- How to complete this task
Using the data below, count the lines where "iter" appears, and answer with the number alone.

- Task data
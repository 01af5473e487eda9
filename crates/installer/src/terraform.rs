//! Terraform runner.
//!
//! Runs `terraform init` and `terraform <apply|destroy> -auto-approve` in an
//! entrypoint directory of the gitops repository with an injected
//! environment. The runner holds no state; the caller checkpoints on success
//! under [`checkpoint_key`].

use std::collections::BTreeMap;
use std::fmt;
use std::path::{Path, PathBuf};
use std::time::Duration;

use thiserror::Error;
use tracing::{debug, info};

use crate::exec::{ExecError, Executor, Invocation};

/// Deadline for `terraform init`.
const INIT_TIMEOUT: Duration = Duration::from_secs(600);

/// Deadline for `terraform apply` / `destroy`.
const ACTION_TIMEOUT: Duration = Duration::from_secs(60 * 60);

/// Errors raised by the runner.
#[derive(Error, Debug)]
pub enum TerraformError {
    /// Terraform exited non-zero or timed out.
    #[error("terraform {action} failed for {entrypoint}: {stderr_tail}")]
    Exec {
        entrypoint: String,
        action: TerraformAction,
        stderr_tail: String,
    },

    /// The caller did not supply a variable the module needs.
    #[error("terraform {entrypoint} is missing environment variable {key}")]
    MissingEnv { entrypoint: String, key: String },

    #[error("I/O error: {0}")]
    Io(#[from] std::io::Error),
}

/// Terraform verbs the installer uses.
#[derive(Debug, Clone, Copy, PartialEq, Eq)]
pub enum TerraformAction {
    Apply,
    Destroy,
}

impl TerraformAction {
    #[must_use]
    pub fn as_str(self) -> &'static str {
        match self {
            Self::Apply => "apply",
            Self::Destroy => "destroy",
        }
    }
}

impl fmt::Display for TerraformAction {
    fn fmt(&self, f: &mut fmt::Formatter<'_>) -> fmt::Result {
        f.write_str(self.as_str())
    }
}

/// Checkpoint written when `action` completes for `entrypoint`.
#[must_use]
pub fn checkpoint_key(entrypoint: &str, action: TerraformAction) -> String {
    format!("terraform.{entrypoint}.{action}.complete")
}

/// One module run.
#[derive(Debug, Clone)]
pub struct TerraformRun {
    /// Short name (`base`, `vault`, `users`).
    pub entrypoint: String,
    /// Module directory.
    pub dir: PathBuf,
    pub action: TerraformAction,
    /// Extra environment merged over the ambient one.
    pub env: BTreeMap<String, String>,
    /// Keys `env` must contain.
    pub required_env: Vec<String>,
}

/// Wraps the terraform binary.
#[derive(Debug, Clone)]
pub struct TerraformRunner {
    binary: PathBuf,
    dry_run: bool,
}

impl TerraformRunner {
    pub fn new(binary: impl Into<PathBuf>, dry_run: bool) -> Self {
        Self {
            binary: binary.into(),
            dry_run,
        }
    }

    /// Run `init` then the action, streaming output.
    ///
    /// # Errors
    /// Returns [`TerraformError::Exec`] carrying the stderr tail on failure.
    pub async fn run(&self, run: &TerraformRun) -> Result<(), TerraformError> {
        if let Some(key) = run.required_env.iter().find(|k| !run.env.contains_key(*k)) {
            return Err(TerraformError::MissingEnv {
                entrypoint: run.entrypoint.clone(),
                key: key.clone(),
            });
        }

        if self.dry_run {
            info!(entrypoint = %run.entrypoint, action = %run.action, "[dry-run] skipping terraform");
            return Ok(());
        }

        info!(entrypoint = %run.entrypoint, action = %run.action, dir = %run.dir.display(), "Running terraform");

        let init = Invocation::new(&self.binary)
            .args(["init", "-force-copy", "-input=false"])
            .envs(&run.env)
            .current_dir(&run.dir)
            .timeout(INIT_TIMEOUT);
        Executor
            .run_streaming(&init)
            .await
            .map_err(|e| Self::exec_error(run, &e))?;

        let action = Invocation::new(&self.binary)
            .args([run.action.as_str(), "-auto-approve", "-input=false"])
            .envs(&run.env)
            .current_dir(&run.dir)
            .timeout(ACTION_TIMEOUT);
        Executor
            .run_streaming(&action)
            .await
            .map_err(|e| Self::exec_error(run, &e))?;

        Self::clean(&run.dir).await?;
        info!(entrypoint = %run.entrypoint, action = %run.action, "Terraform complete");
        Ok(())
    }

    fn exec_error(run: &TerraformRun, e: &ExecError) -> TerraformError {
        TerraformError::Exec {
            entrypoint: run.entrypoint.clone(),
            action: run.action,
            stderr_tail: e
                .output()
                .map_or_else(|| e.to_string(), |o| o.stderr.clone()),
        }
    }

    /// Drop provider caches so the pushed repository stays small.
    async fn clean(dir: &Path) -> Result<(), TerraformError> {
        for name in [".terraform", ".terraform.lock.hcl"] {
            let path = dir.join(name);
            let result = if path.is_dir() {
                tokio::fs::remove_dir_all(&path).await
            } else {
                tokio::fs::remove_file(&path).await
            };
            match result {
                Ok(()) => debug!(path = %path.display(), "Removed terraform cache"),
                Err(e) if e.kind() == std::io::ErrorKind::NotFound => {}
                Err(e) => return Err(e.into()),
            }
        }
        Ok(())
    }
}

#[cfg(test)]
mod tests {
    use super::*;

    fn fake_terraform(dir: &Path, script: &str) -> PathBuf {
        use std::os::unix::fs::PermissionsExt;
        let path = dir.join("terraform");
        std::fs::write(&path, format!("#!/bin/sh\n{script}\n")).unwrap();
        std::fs::set_permissions(&path, std::fs::Permissions::from_mode(0o755)).unwrap();
        path
    }

    fn run_in(dir: &Path, env: &[(&str, &str)], required: &[&str]) -> TerraformRun {
        TerraformRun {
            entrypoint: "base".into(),
            dir: dir.to_path_buf(),
            action: TerraformAction::Apply,
            env: env
                .iter()
                .map(|(k, v)| ((*k).to_string(), (*v).to_string()))
                .collect(),
            required_env: required.iter().map(ToString::to_string).collect(),
        }
    }

    #[test]
    fn test_checkpoint_key() {
        assert_eq!(
            checkpoint_key("base", TerraformAction::Apply),
            "terraform.base.apply.complete"
        );
        assert_eq!(
            checkpoint_key("users", TerraformAction::Destroy),
            "terraform.users.destroy.complete"
        );
    }

    #[tokio::test]
    async fn test_missing_env_fails_before_running() {
        let dir = tempfile::tempdir().unwrap();
        let runner = TerraformRunner::new("/nonexistent/terraform", false);
        let err = runner
            .run(&run_in(dir.path(), &[], &["TF_VAR_aws_account_id"]))
            .await
            .unwrap_err();
        assert!(matches!(err, TerraformError::MissingEnv { ref key, .. } if key == "TF_VAR_aws_account_id"));
    }

    #[tokio::test]
    async fn test_apply_runs_init_then_action_and_cleans() {
        let bin = tempfile::tempdir().unwrap();
        let module = tempfile::tempdir().unwrap();
        std::fs::create_dir(module.path().join(".terraform")).unwrap();
        std::fs::write(module.path().join(".terraform.lock.hcl"), "").unwrap();
        let tf = fake_terraform(bin.path(), "echo \"$1 $K1_MARK\" >> calls.log");

        TerraformRunner::new(&tf, false)
            .run(&run_in(module.path(), &[("K1_MARK", "x")], &["K1_MARK"]))
            .await
            .unwrap();

        let calls = std::fs::read_to_string(module.path().join("calls.log")).unwrap();
        assert_eq!(calls, "init x\napply x\n");
        assert!(!module.path().join(".terraform").exists());
        assert!(!module.path().join(".terraform.lock.hcl").exists());
    }

    #[tokio::test]
    async fn test_failure_carries_stderr_tail() {
        let bin = tempfile::tempdir().unwrap();
        let module = tempfile::tempdir().unwrap();
        let tf = fake_terraform(
            bin.path(),
            "if [ \"$1\" = apply ]; then echo 'Error: quota exceeded' >&2; exit 1; fi",
        );

        let err = TerraformRunner::new(&tf, false)
            .run(&run_in(module.path(), &[], &[]))
            .await
            .unwrap_err();
        match err {
            TerraformError::Exec {
                entrypoint,
                action,
                stderr_tail,
            } => {
                assert_eq!(entrypoint, "base");
                assert_eq!(action, TerraformAction::Apply);
                assert!(stderr_tail.contains("quota exceeded"));
            }
            other => panic!("unexpected error: {other}"),
        }
    }

    #[tokio::test]
    async fn test_dry_run_does_not_execute() {
        let module = tempfile::tempdir().unwrap();
        TerraformRunner::new("/nonexistent/terraform", true)
            .run(&run_in(module.path(), &[], &[]))
            .await
            .unwrap();
    }
}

- Answer to this task
3